Wednesday 13 October 2010

Russian president calls for reform of international IP treaties

Sometimes I get that sense of the world sliding away from me - as it did for Phaedrus in Zen and the Art of Motorcycle Maintenance. I vividly recall reading Frank Zappa's obituary in the Financial Times: that still epitomises for me how radically the world had changed in a few years, eliding the passing of an iconic cultural figure, the fact that he might qualify for an obit in that newspaper (a few years before, few of its readers would have recognised his name) and indirectly the disappearance of the Iron Curtain (brought to mind because of his appointment by Vaclav Havel as a special ambassador to the West - what a tribute for a fan to pay to a musician!).

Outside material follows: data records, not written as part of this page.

//! Record filter built from listing parameters.
//!
//! Absent or empty parameters impose no constraint; active constraints are
//! combined with AND.

use crate::models::{Availability, Record};

/// Type values meaning "every type"
const ALL_TYPES: [&str; 2] = ["tous", "all"];

/// Store-independent record predicate
#[derive(Debug, Clone, Default, PartialEq, Eq)]
pub struct RecordFilter {
    /// Exact, case-sensitive document type
    pub document_type: Option<String>,
    pub availability: Availability,
    /// Literal text matched case-insensitively against title or author
    pub search: Option<String>,
}

impl RecordFilter {
    pub fn new() -> Self {
        Self::default()
    }

    /// Filter for a listing request.
    pub fn from_params(
        document_type: Option<&str>,
        search: Option<&str>,
        disponibilite: Option<&str>,
    ) -> Self {
        Self::new()
            .with_type(document_type)
            .with_search(search)
            .with_availability(Availability::from_token(disponibilite))
    }

    pub fn with_type(mut self, document_type: Option<&str>) -> Self {
        self.document_type = document_type
            .filter(|t| !t.is_empty() && !ALL_TYPES.contains(t))
            .map(str::to_string);
        self
    }

    pub fn with_search(mut self, search: Option<&str>) -> Self {
        self.search = search.filter(|s| !s.is_empty()).map(str::to_string);
        self
    }

    pub fn with_availability(mut self, availability: Availability) -> Self {
        self.availability = availability;
        self
    }

    /// Lowercased search term, if any
    pub fn search_folded(&self) -> Option<String> {
        self.search.as_deref().map(str::to_lowercase)
    }

    /// Evaluate the predicate against one record.
    pub fn matches(&self, record: &Record) -> bool {
        if let Some(ref wanted) = self.document_type {
            if record.fields.document_type().as_deref() != Some(wanted.as_str()) {
                return false;
            }
        }

        let availability_ok = match self.availability {
            Availability::Available => !record.is_checked_out(),
            Availability::CheckedOut => record.is_checked_out(),
            Availability::Any => true,
        };
        if !availability_ok {
            return false;
        }

        match self.search_folded() {
            Some(needle) => {
                let hit = |text: Option<std::borrow::Cow<'_, str>>| {
                    text.map(|t| t.to_lowercase().contains(&needle)).unwrap_or(false)
                };
                hit(record.fields.title()) || hit(record.fields.author())
            }
            None => true,
        }
    }
}

#[cfg(test)]
mod tests {
    use super::*;
    use crate::models::{CheckoutState, RecordFields};
    use serde_json::json;

    fn record(title: &str, author: Option<&str>, doc_type: &str, marker: Option<&str>) -> Record {
        let mut fields = RecordFields::default();
        fields.insert("titre_avec_lien_vers_le_catalogue", json!(title));
        if let Some(author) = author {
            fields.insert("auteur", json!(author));
        }
        fields.insert("type_de_document", json!(doc_type));
        let mut record = Record::new("65a1f0c2e4b0a1b2c3d4e5f6".parse().unwrap(), fields);
        record.checkout = CheckoutState::from_marker(marker);
        record
    }

    #[test]
    fn test_empty_params_impose_nothing() {
        let filter = RecordFilter::from_params(None, Some(""), None);
        assert_eq!(filter, RecordFilter::default());
        assert!(filter.matches(&record("A", None, "Roman", None)));
    }

    #[test]
    fn test_type_sentinels() {
        assert_eq!(RecordFilter::new().with_type(Some("tous")).document_type, None);
        assert_eq!(RecordFilter::new().with_type(Some("all")).document_type, None);
        assert_eq!(
            RecordFilter::new().with_type(Some("BD")).document_type.as_deref(),
            Some("BD")
        );
    }

    #[test]
    fn test_type_is_case_sensitive() {
        let filter = RecordFilter::new().with_type(Some("roman"));
        assert!(!filter.matches(&record("A", None, "Roman", None)));
    }

    #[test]
    fn test_search_is_case_insensitive_on_title_or_author() {
        let prince = record("Le Petit Prince", Some("Antoine de Saint-Exupéry"), "Roman", None);
        for term in ["petit", "PETIT", "Petit", "saint-ex"] {
            assert!(RecordFilter::new().with_search(Some(term)).matches(&prince), "{}", term);
        }
        assert!(!RecordFilter::new().with_search(Some("hugo")).matches(&prince));
    }

    #[test]
    fn test_search_is_literal() {
        let r = record("Qui a peur (de Virginia Woolf)?", None, "Théâtre", None);
        assert!(RecordFilter::new().with_search(Some("(de")).matches(&r));
        assert!(!RecordFilter::new().with_search(Some("q.i")).matches(&r));
    }

    #[test]
    fn test_availability_partitions_records() {
        let records = [
            record("A", None, "Roman", None),
            record("B", None, "Roman", Some("")),
            record("C", None, "Roman", Some("2024-03-01T10:00:00.000Z")),
        ];
        let available = RecordFilter::new().with_availability(Availability::Available);
        let checked_out = RecordFilter::new().with_availability(Availability::CheckedOut);
        for r in &records {
            assert!(available.matches(r) ^ checked_out.matches(r));
        }
        assert_eq!(records.iter().filter(|r| checked_out.matches(r)).count(), 1);
    }

    #[test]
    fn test_constraints_combine_with_and() {
        let filter = RecordFilter::from_params(Some("BD"), Some("astérix"), Some("disponible"));
        assert!(filter.matches(&record("Astérix le Gaulois", None, "BD", None)));
        assert!(!filter.matches(&record("Astérix le Gaulois", None, "Roman", None)));
        assert!(!filter.matches(&record("Astérix le Gaulois", None, "BD", Some("2024-01-01T00:00:00.000Z"))));
        assert!(!filter.matches(&record("Tintin", None, "BD", None)));
    }
}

The news that President Medvedev was talking to musicians at the Rhythm and Blues Café in Moscow might have caused similar feelings. The fact that there is such an establishment in Moscow might alone have been enough once to produce that sliding feeling, but I am reconciled to the fact that times have changed. The fact that he was arguing for reform of international IP conventions, singling out Berne and Geneva (the phonograms convention, I assume, not the red cross one), could also prompt the same sensation.
His point that those conventions are stuck in a different era, before the Internet allowed faithful copies to be sent around the world in the blink of an eye, when Frank Zappa was unknown to FT obituary writers, is well-made. The notion that downloading needs to be treated "like any other crime" is a bit worrying ... fortunately Russia is a different place from what it was in Vysotskiy's day.